- **ENTRIES SHOWN**:
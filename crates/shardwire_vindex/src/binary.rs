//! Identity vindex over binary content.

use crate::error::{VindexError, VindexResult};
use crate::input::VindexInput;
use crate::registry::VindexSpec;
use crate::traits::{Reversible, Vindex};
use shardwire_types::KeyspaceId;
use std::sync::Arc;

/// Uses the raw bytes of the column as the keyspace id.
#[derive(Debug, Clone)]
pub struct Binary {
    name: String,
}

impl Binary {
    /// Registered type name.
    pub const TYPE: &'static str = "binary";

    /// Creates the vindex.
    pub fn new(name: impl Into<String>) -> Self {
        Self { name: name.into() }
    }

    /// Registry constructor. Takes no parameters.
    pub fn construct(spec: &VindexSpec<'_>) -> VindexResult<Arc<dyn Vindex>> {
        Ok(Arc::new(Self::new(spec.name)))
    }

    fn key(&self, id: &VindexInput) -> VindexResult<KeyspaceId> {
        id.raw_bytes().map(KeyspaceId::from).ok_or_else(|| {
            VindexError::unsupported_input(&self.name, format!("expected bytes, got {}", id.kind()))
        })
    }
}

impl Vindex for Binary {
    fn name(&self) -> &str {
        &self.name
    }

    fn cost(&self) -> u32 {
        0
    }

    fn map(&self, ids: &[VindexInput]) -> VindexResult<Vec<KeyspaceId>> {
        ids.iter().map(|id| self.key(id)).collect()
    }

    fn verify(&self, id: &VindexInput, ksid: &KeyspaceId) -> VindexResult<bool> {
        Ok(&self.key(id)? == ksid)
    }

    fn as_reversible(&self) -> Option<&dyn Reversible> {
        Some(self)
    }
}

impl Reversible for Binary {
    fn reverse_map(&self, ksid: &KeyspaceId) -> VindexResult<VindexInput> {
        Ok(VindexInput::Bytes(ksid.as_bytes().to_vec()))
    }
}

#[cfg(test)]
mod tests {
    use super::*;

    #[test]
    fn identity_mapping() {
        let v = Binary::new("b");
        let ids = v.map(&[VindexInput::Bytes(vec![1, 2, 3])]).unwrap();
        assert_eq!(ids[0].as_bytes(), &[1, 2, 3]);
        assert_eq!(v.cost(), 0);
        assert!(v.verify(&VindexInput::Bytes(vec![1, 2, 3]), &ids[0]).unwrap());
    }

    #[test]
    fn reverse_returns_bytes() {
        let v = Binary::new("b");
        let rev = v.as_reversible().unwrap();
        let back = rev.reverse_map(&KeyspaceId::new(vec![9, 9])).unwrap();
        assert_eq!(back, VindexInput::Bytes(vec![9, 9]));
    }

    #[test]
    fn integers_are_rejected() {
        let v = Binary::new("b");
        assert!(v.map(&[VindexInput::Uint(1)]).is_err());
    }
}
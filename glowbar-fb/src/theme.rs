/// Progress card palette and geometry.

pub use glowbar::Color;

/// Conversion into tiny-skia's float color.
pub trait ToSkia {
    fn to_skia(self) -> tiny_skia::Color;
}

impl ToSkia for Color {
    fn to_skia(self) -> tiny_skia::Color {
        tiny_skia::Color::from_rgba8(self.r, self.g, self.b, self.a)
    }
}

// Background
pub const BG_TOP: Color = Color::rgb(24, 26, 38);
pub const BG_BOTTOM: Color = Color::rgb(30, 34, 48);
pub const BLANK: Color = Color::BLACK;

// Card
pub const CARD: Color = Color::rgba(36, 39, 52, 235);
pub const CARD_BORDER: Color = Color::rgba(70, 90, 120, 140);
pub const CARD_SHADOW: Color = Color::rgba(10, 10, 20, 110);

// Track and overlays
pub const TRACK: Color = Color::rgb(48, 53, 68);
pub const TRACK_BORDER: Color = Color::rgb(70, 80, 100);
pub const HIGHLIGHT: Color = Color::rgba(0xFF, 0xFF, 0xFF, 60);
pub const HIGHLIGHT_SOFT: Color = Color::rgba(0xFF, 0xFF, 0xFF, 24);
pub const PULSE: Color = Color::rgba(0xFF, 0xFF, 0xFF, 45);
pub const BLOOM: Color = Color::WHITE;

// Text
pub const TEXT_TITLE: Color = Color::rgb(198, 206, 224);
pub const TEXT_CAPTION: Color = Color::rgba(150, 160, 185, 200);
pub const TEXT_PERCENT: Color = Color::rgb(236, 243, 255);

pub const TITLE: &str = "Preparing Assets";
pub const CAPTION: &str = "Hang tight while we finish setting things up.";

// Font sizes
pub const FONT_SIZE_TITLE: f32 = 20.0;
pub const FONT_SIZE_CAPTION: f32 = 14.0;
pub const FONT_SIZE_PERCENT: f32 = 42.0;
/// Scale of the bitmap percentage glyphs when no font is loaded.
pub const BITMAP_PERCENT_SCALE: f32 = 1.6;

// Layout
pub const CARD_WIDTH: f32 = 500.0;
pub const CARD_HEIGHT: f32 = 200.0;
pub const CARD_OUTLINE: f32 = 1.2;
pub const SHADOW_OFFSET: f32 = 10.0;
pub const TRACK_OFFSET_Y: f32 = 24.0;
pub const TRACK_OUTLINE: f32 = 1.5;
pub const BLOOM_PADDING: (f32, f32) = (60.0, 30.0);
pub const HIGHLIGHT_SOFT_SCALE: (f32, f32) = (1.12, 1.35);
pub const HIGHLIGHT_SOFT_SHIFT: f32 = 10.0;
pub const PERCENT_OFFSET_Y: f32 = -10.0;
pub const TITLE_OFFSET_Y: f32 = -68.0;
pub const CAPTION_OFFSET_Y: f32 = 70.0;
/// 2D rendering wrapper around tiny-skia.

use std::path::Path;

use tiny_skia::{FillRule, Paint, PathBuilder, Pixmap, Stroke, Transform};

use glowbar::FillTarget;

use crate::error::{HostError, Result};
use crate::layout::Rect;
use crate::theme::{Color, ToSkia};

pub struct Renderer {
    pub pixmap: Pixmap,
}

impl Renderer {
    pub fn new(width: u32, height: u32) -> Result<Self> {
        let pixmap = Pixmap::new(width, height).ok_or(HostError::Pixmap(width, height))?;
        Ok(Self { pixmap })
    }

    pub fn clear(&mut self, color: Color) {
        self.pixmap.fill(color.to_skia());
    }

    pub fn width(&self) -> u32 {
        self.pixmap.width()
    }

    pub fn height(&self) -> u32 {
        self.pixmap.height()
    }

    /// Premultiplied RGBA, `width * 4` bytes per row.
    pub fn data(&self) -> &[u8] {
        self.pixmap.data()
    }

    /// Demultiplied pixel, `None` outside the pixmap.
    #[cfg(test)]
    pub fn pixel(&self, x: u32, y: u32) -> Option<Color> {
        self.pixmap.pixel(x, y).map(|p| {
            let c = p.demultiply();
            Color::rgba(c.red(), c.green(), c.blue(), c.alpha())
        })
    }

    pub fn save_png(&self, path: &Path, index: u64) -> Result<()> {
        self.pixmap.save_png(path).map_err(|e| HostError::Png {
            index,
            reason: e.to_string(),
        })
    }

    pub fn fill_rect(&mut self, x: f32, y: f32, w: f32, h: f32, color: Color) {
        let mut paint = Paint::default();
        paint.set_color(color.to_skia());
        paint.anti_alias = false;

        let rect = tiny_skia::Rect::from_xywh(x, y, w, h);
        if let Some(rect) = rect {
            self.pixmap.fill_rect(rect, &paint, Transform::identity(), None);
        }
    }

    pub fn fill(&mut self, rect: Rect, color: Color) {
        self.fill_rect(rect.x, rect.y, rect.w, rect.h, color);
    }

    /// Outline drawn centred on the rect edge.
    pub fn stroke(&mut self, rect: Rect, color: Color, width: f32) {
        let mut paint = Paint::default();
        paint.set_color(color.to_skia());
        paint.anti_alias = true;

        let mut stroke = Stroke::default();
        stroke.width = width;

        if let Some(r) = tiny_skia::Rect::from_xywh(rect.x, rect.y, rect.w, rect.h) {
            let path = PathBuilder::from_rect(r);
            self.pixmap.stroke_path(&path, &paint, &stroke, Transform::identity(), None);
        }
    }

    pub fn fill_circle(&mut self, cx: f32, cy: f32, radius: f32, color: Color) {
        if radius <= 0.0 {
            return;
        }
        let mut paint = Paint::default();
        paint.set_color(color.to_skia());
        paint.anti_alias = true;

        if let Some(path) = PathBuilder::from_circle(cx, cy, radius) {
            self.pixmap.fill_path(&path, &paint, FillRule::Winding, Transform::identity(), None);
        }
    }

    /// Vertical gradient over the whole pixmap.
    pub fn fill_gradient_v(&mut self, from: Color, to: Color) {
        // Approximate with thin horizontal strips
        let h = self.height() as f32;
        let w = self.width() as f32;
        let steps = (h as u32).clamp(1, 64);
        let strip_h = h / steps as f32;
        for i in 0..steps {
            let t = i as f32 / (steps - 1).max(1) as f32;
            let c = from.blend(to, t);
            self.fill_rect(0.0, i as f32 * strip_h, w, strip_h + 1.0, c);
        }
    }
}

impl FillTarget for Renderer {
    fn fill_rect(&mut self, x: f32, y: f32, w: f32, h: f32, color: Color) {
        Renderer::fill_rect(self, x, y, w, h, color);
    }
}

* * *

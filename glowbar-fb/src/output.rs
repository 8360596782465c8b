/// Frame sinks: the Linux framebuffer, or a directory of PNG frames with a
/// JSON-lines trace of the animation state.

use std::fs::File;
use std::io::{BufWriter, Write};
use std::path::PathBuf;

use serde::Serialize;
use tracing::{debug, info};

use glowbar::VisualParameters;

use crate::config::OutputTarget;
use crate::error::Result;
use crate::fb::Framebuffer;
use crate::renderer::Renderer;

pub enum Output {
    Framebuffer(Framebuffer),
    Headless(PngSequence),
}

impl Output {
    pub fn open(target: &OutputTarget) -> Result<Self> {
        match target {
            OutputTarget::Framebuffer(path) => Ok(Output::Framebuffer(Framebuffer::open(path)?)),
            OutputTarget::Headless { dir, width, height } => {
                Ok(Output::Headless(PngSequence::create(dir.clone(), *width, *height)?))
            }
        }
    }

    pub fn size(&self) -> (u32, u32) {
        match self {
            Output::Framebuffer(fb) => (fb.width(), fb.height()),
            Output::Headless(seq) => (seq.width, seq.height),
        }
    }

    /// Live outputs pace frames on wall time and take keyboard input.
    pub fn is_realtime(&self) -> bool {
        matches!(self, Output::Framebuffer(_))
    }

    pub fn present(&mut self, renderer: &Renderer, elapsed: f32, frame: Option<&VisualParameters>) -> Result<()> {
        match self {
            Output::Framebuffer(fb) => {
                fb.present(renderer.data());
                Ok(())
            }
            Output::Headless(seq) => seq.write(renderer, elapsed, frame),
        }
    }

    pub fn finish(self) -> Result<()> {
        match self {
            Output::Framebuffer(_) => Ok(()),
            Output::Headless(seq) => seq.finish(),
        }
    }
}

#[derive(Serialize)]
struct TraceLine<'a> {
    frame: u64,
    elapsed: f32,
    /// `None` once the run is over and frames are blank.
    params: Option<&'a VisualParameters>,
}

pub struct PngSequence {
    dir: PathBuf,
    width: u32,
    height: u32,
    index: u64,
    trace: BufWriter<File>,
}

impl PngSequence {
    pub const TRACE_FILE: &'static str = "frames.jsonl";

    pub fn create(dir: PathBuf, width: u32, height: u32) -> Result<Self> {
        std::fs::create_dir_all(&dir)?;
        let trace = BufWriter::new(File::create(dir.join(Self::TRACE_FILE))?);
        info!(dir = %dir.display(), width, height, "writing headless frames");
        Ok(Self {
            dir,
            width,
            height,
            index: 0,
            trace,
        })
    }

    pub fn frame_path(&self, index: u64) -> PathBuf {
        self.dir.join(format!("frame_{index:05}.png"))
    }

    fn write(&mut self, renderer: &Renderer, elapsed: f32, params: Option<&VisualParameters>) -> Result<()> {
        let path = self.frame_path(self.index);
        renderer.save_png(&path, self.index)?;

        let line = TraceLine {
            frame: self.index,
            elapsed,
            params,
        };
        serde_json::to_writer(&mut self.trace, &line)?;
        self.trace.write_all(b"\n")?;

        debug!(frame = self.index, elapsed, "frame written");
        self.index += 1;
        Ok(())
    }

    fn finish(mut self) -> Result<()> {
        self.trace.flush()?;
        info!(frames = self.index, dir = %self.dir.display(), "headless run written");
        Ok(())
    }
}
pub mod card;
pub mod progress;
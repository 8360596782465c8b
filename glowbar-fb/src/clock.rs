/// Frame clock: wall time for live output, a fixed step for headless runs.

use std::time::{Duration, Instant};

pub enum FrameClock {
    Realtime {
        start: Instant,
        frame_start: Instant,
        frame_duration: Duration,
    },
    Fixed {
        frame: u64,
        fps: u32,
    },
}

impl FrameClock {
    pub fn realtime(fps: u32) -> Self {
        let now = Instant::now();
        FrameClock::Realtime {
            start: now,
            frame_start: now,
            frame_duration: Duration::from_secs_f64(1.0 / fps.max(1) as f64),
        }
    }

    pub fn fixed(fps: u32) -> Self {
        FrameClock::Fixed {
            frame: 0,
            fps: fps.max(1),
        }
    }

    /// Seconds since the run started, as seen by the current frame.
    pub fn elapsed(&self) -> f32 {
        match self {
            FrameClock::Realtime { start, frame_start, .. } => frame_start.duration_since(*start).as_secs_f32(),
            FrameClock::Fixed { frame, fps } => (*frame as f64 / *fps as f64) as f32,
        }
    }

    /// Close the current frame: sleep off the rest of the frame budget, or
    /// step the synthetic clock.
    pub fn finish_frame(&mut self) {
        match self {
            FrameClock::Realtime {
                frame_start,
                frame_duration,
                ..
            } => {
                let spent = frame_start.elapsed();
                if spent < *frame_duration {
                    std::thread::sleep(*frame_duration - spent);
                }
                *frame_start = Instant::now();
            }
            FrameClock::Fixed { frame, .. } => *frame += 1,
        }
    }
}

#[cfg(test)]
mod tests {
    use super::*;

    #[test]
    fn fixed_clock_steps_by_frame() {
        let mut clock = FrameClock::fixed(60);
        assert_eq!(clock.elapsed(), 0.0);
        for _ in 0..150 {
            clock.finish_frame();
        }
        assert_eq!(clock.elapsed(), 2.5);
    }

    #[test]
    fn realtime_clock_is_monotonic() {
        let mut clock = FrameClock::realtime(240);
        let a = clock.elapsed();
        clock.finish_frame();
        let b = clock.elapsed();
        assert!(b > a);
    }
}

* * *

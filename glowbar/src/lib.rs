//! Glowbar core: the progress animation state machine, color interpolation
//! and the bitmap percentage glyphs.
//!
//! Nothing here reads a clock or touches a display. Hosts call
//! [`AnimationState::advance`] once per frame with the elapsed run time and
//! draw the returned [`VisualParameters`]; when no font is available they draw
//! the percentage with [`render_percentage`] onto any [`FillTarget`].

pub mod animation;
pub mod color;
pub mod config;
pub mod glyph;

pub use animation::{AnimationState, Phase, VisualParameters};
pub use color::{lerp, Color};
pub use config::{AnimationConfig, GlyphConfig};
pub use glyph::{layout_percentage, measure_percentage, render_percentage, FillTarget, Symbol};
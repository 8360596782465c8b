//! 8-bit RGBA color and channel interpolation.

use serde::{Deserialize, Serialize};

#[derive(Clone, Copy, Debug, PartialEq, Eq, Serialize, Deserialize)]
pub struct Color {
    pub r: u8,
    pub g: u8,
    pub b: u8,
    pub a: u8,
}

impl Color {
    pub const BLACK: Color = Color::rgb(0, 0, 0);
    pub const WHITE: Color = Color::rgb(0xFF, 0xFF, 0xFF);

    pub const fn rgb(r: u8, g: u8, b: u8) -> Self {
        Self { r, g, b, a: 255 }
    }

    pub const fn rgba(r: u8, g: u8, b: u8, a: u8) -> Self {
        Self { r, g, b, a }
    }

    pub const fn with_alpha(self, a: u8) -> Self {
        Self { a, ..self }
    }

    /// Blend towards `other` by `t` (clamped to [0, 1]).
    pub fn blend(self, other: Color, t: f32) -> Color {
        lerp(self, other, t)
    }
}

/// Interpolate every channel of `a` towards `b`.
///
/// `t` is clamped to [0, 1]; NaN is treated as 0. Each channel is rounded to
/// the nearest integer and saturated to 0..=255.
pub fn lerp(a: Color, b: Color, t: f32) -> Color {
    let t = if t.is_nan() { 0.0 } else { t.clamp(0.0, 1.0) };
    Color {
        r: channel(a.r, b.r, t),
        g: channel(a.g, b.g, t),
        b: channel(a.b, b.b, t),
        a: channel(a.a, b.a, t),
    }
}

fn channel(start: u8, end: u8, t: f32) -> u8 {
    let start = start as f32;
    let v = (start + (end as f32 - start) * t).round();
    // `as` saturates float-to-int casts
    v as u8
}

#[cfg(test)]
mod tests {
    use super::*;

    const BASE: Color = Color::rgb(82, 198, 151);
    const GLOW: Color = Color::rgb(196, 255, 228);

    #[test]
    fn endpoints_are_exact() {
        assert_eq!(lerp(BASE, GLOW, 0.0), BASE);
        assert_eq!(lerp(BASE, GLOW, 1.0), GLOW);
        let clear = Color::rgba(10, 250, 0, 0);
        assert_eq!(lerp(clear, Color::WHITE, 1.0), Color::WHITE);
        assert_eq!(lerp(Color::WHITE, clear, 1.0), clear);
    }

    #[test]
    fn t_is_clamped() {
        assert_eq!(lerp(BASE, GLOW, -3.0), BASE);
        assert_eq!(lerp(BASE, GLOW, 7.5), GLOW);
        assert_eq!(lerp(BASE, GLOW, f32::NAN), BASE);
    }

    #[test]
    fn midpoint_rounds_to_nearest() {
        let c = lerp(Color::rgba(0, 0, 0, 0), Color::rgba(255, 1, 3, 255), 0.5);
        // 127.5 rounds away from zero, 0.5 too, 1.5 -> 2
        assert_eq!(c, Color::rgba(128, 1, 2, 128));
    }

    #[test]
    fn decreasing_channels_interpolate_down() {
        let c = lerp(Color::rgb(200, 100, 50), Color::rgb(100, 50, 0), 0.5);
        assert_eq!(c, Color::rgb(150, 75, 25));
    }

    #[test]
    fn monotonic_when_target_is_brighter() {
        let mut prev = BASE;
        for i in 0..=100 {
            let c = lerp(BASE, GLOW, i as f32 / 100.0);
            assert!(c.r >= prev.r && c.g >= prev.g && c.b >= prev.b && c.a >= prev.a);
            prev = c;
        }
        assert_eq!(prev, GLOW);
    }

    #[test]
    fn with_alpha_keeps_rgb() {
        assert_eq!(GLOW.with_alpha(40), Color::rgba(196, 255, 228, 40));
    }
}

- **ACTIVITY**:
Line count for the word "PngSequence": work out how many lines of the data above include it, and reply with that number alone.

- **ANSWER**:
4